Arbitrary-oriented object detection has been a building block for rotation sensitive tasks. We first show that the problem of discontinuous boundaries suffered in existing dominant regression-based rotation detectors, is caused by angular periodicity or corner ordering, according to the parameterization protocol. We also show that the root cause is that the ideal predictions can be out of the defined range. Accordingly, we transform the angular prediction task from a regression problem to a classification one. For the resulting circularly distributed angle classification problem, we first devise a Circular Smooth Label (CSL) technique to handle the periodicity of angle and increase the error tolerance to adjacent angles. To reduce the excessive model parameters by CSL, we further design a Gray Coded Label (GCL), which greatly reduces the length of the encoding.

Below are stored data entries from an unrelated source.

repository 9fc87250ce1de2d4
mod types;
mod loader;
mod defaults;
mod validation;

pub use types::*;
pub use loader::load_config;
pub use validation::validate_config;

Finally, we further develop an object heading detection module, which can be useful when the exact heading orientation information is needed e.g. for ship and plane heading detection. We release our OHD-SJTU dataset and OHDet detector for heading detection. Results on three large-scale public datasets for aerial images i.e. DOTA, HRSC2016, OHD-SJTU, as well as scene text dataset ICDAR2015 and MLT, show the effectiveness of our approach.

Authors
  • Xue Yang, Shanghai Jiao Tong University, China
  • Junchi Yan (corresponding author), Shanghai Jiao Tong University, China
  • Tao He, COWAROBOT Co., Ltd, China
Paper & Code & Dataset
Approach
OHDet can be applied to rotation detection and object heading detection. Its structure combines many of my previous research contents, including R3Det, IoU-Smooth L1 Loss, CSL, etc. The figure below is the architecture of the proposed detector (RetinaNet as an embodiment).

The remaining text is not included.